Navigating your career as a young person can potentially feel daunting. There are so many opportunities out there, but how do you know which one is right for you?
We spoke with Olivia and Cellan, who are currently on our graduate programme, who shared their thoughts on starting out in their careers. Laura, our Internal Careers Manager, also offered some advice on how to overcome the challenges that come with this.
How do you feel about not knowing exactly what your career might look like?
Olivia: It’s exciting and stressful at the same time. On the one hand it can go anywhere with all these twists and turns and the journey is usually the best part! On the other hand, you need to plan which is hard when you don’t have a set career path. I can explore multiple areas of the business on the graduate programme, so this really helps me have a clearer view of what I want to do. We also receive mentoring from experienced colleagues around the business which is great!

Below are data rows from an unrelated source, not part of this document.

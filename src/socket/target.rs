use std::fmt;

/// 实时推送的连接目标
#[derive(Debug, Clone, PartialEq, Eq, Hash)]
pub enum StreamTarget {
    /// 全局实时推送 `/ws/`
    Global,
    /// 行情/日志数据推送 `/ws/data`
    Data,
    /// 单次回测的推送 `/ws/backtest/{id}`
    Backtest(i64),
}

impl StreamTarget {
    /// 拼接完整地址，`ws_base_url` 形如 ws://host/api/v1/ws
    pub fn url(&self, ws_base_url: &str) -> String {
        let base = ws_base_url.trim_end_matches('/');
        match self {
            StreamTarget::Global => format!("{}/", base),
            StreamTarget::Data => format!("{}/data", base),
            StreamTarget::Backtest(id) => format!("{}/backtest/{}", base, id),
        }
    }
}

impl fmt::Display for StreamTarget {
    fn fmt(&self, f: &mut fmt::Formatter<'_>) -> fmt::Result {
        match self {
            StreamTarget::Global => write!(f, "global"),
            StreamTarget::Data => write!(f, "data"),
            StreamTarget::Backtest(id) => write!(f, "backtest#{}", id),
        }
    }
}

Cellan: I think the Gen Z worker is coming into the workforce at an intriguing time. Career progression isn’t linear in the way it might have been for our parents and that’s really exciting. If you want to go down a certain path for a few years and then pivot, the only thing stopping you is your own ambition and willingness to learn. The idea of forging a career seems a lot less intimidating when you realise that the world is your oyster!
Laura, do you have any advice for dealing with the uncertainties of being a young working professional?
Laura: I would say focus on being yourself. Pretty much everyone experiences uncertainties at work, especially when you’re just starting out, so if you can become confident in being yourself and doing what’s right for you, you’ll be fine. You don’t always need a five-year plan, and careers are constantly changing. The job you might end up doing might not even exist today! Also, progression doesn’t always mean moving ‘up’, sometimes moving sideways or simply becoming an expert in the same role can be just as fulfilling. Think about what motivates and excites you.
Does social media make the pressures of being young and early on in your career harder?
Cellan: You’ve got people who appear to be extremely successful shouting about how they’ve done X, Y, and Z by age 25, and that can definitely put pressure on your own expectations of where you should be in life. There’s a lot of pressure on young people to develop their sense of self. This has always been hard even without a constant narrative from hundreds, thousands or millions of other voices on social media potentially telling you you’re doing it wrong. You have to try and make life work for you and your values, rather than trying to please everyone else.
Olivia: I think it puts so much pressure on being young. You see all these people your age apparently achieving so much when you’re just starting out. I know you can’t compare yourself, but sometimes you can feel a bit down that you haven’t achieved what they have.
Laura, what’s your advice on dealing with the pressures of social media?
Laura: Keep in mind that not everything is how it seems on social media. Remember more often than not, it’s just the highlights and you don’t see the full picture. Some of people’s biggest successes may have happened after a string of failures. Everyone is different and we all move at different paces, so it’s important to focus on your own life and your own career.
Olivia and Cellan, do you have a piece of advice that you always think back to?
Olivia: “It doesn’t have to be perfect as someone will always find something they want to change.” My manager told me this on one of my first pieces of work I wrote for a project and has stuck with me since. I would always stress about my work having to be the best it could be, but now I always try my best but accept it will always have some form of feedback.
Cellan: There are two for me. One isn’t a piece of advice per se, but a quote from the England football manager Gareth Southgate where he said, “The goal of me, my staff and the setup is to provide an environment in which my guys aren’t afraid to make mistakes.” I always like that one. The other is that everyone is doing everything at their own pace so the last thing you need to do is compare yourself to where others are at.
And lastly, what would make your career fulfilling for you?
Cellan: Making memories, relationships that endure and leaving a lasting impact!
Olivia: To be successful – in whatever way that means to me.